**Task goal:**
Reprint the entire listing exactly.

=-=-=

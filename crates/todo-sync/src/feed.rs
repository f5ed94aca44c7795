//! Push-channel contract.
//!
//! The data service announces row changes on a named channel. Events carry
//! no row data that the synchronizer trusts; any event triggers a refetch.

use async_trait::async_trait;
use serde::{Deserialize, Serialize};
use tokio::sync::mpsc;
use tokio_util::sync::CancellationToken;
use todo_core::BackendError;

/// Kind of row change.
#[derive(Clone, Copy, Debug, PartialEq, Eq, Serialize, Deserialize)]
#[serde(rename_all = "UPPERCASE")]
pub enum ChangeKind {
    /// A row was inserted.
    Insert,
    /// A row was updated.
    Update,
    /// A row was deleted.
    Delete,
}

/// One change notification.
#[derive(Clone, Debug, PartialEq, Eq, Serialize, Deserialize)]
pub struct ChangeEvent {
    /// What happened.
    pub kind: ChangeKind,
    /// Table the change applies to.
    pub table: String,
}

impl ChangeEvent {
    /// Event for `table`.
    pub fn new(kind: ChangeKind, table: impl Into<String>) -> Self {
        Self {
            kind,
            table: table.into(),
        }
    }
}

/// Subscribes to a push channel.
#[async_trait]
pub trait ChangeFeed: Send + Sync {
    /// Open `channel` and deliver its change events until the returned stream
    /// is closed or dropped.
    async fn subscribe(&self, channel: &str) -> Result<ChangeStream, BackendError>;
}

/// Receiving end of a channel subscription.
///
/// Closing or dropping the stream cancels the producer side, which then
/// tears the channel down.
#[derive(Debug)]
pub struct ChangeStream {
    rx: mpsc::Receiver<ChangeEvent>,
    cancel: CancellationToken,
}

impl ChangeStream {
    /// Wrap a receiver whose producer watches `cancel`.
    pub fn new(rx: mpsc::Receiver<ChangeEvent>, cancel: CancellationToken) -> Self {
        Self { rx, cancel }
    }

    /// Next event, or `None` once the channel is gone.
    pub async fn next(&mut self) -> Option<ChangeEvent> {
        if self.cancel.is_cancelled() {
            return None;
        }
        tokio::select! {
            event = self.rx.recv() => event,
            () = self.cancel.cancelled() => None,
        }
    }

    /// Tear the subscription down.
    pub fn close(&self) {
        self.cancel.cancel();
    }

    /// Whether the subscription was torn down.
    #[must_use]
    pub fn is_closed(&self) -> bool {
        self.cancel.is_cancelled()
    }
}

impl Drop for ChangeStream {
    fn drop(&mut self) {
        self.cancel.cancel();
    }
}

// ─────────────────────────────────────────────────────────────────────────────
// Tests
// ─────────────────────────────────────────────────────────────────────────────

#[cfg(test)]
mod tests {
    use super::*;

    #[tokio::test]
    async fn delivers_until_producer_drops() {
        let (tx, rx) = mpsc::channel(4);
        let mut stream = ChangeStream::new(rx, CancellationToken::new());
        tx.send(ChangeEvent::new(ChangeKind::Insert, "todos")).await.unwrap();
        drop(tx);
        assert_eq!(stream.next().await.unwrap().kind, ChangeKind::Insert);
        assert!(stream.next().await.is_none());
    }

    #[tokio::test]
    async fn close_stops_delivery() {
        let (tx, rx) = mpsc::channel(4);
        let mut stream = ChangeStream::new(rx, CancellationToken::new());
        tx.send(ChangeEvent::new(ChangeKind::Update, "todos")).await.unwrap();
        stream.close();
        assert!(stream.is_closed());
        assert!(stream.next().await.is_none());
    }

    #[tokio::test]
    async fn drop_cancels_producer() {
        let (_tx, rx) = mpsc::channel::<ChangeEvent>(1);
        let cancel = CancellationToken::new();
        let stream = ChangeStream::new(rx, cancel.clone());
        drop(stream);
        assert!(cancel.is_cancelled());
    }

    #[test]
    fn kind_wire_names() {
        let json = serde_json::to_string(&ChangeKind::Delete).unwrap();
        assert_eq!(json, "\"DELETE\"");
    }
}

=-=-=

**Exercise result:**
filename crates/todo-sync/src/feed.rs
repository f5ed94aca44c7795
//! Push-channel contract.
//!
//! The data service announces row changes on a named channel. Events carry
//! no row data that the synchronizer trusts; any event triggers a refetch.

use async_trait::async_trait;
use serde::{Deserialize, Serialize};
use tokio::sync::mpsc;
use tokio_util::sync::CancellationToken;
use todo_core::BackendError;

/// Kind of row change.
#[derive(Clone, Copy, Debug, PartialEq, Eq, Serialize, Deserialize)]
#[serde(rename_all = "UPPERCASE")]
pub enum ChangeKind {
    /// A row was inserted.
    Insert,
    /// A row was updated.
    Update,
    /// A row was deleted.
    Delete,
}

/// One change notification.
#[derive(Clone, Debug, PartialEq, Eq, Serialize, Deserialize)]
pub struct ChangeEvent {
    /// What happened.
    pub kind: ChangeKind,
    /// Table the change applies to.
    pub table: String,
}

impl ChangeEvent {
    /// Event for `table`.
    pub fn new(kind: ChangeKind, table: impl Into<String>) -> Self {
        Self {
            kind,
            table: table.into(),
        }
    }
}

/// Subscribes to a push channel.
#[async_trait]
pub trait ChangeFeed: Send + Sync {
    /// Open `channel` and deliver its change events until the returned stream
    /// is closed or dropped.
    async fn subscribe(&self, channel: &str) -> Result<ChangeStream, BackendError>;
}

/// Receiving end of a channel subscription.
///
/// Closing or dropping the stream cancels the producer side, which then
/// tears the channel down.
#[derive(Debug)]
pub struct ChangeStream {
    rx: mpsc::Receiver<ChangeEvent>,
    cancel: CancellationToken,
}

impl ChangeStream {
    /// Wrap a receiver whose producer watches `cancel`.
    pub fn new(rx: mpsc::Receiver<ChangeEvent>, cancel: CancellationToken) -> Self {
        Self { rx, cancel }
    }

    /// Next event, or `None` once the channel is gone.
    pub async fn next(&mut self) -> Option<ChangeEvent> {
        if self.cancel.is_cancelled() {
            return None;
        }
        tokio::select! {
            event = self.rx.recv() => event,
            () = self.cancel.cancelled() => None,
        }
    }

    /// Tear the subscription down.
    pub fn close(&self) {
        self.cancel.cancel();
    }

    /// Whether the subscription was torn down.
    #[must_use]
    pub fn is_closed(&self) -> bool {
        self.cancel.is_cancelled()
    }
}

impl Drop for ChangeStream {
    fn drop(&mut self) {
        self.cancel.cancel();
    }
}

// ─────────────────────────────────────────────────────────────────────────────
// Tests
// ─────────────────────────────────────────────────────────────────────────────

#[cfg(test)]
mod tests {
    use super::*;

    #[tokio::test]
    async fn delivers_until_producer_drops() {
        let (tx, rx) = mpsc::channel(4);
        let mut stream = ChangeStream::new(rx, CancellationToken::new());
        tx.send(ChangeEvent::new(ChangeKind::Insert, "todos")).await.unwrap();
        drop(tx);
        assert_eq!(stream.next().await.unwrap().kind, ChangeKind::Insert);
        assert!(stream.next().await.is_none());
    }

    #[tokio::test]
    async fn close_stops_delivery() {
        let (tx, rx) = mpsc::channel(4);
        let mut stream = ChangeStream::new(rx, CancellationToken::new());
        tx.send(ChangeEvent::new(ChangeKind::Update, "todos")).await.unwrap();
        stream.close();
        assert!(stream.is_closed());
        assert!(stream.next().await.is_none());
    }

    #[tokio::test]
    async fn drop_cancels_producer() {
        let (_tx, rx) = mpsc::channel::<ChangeEvent>(1);
        let cancel = CancellationToken::new();
        let stream = ChangeStream::new(rx, cancel.clone());
        drop(stream);
        assert!(cancel.is_cancelled());
    }

    #[test]
    fn kind_wire_names() {
        let json = serde_json::to_string(&ChangeKind::Delete).unwrap();
        assert_eq!(json, "\"DELETE\"");
    }
}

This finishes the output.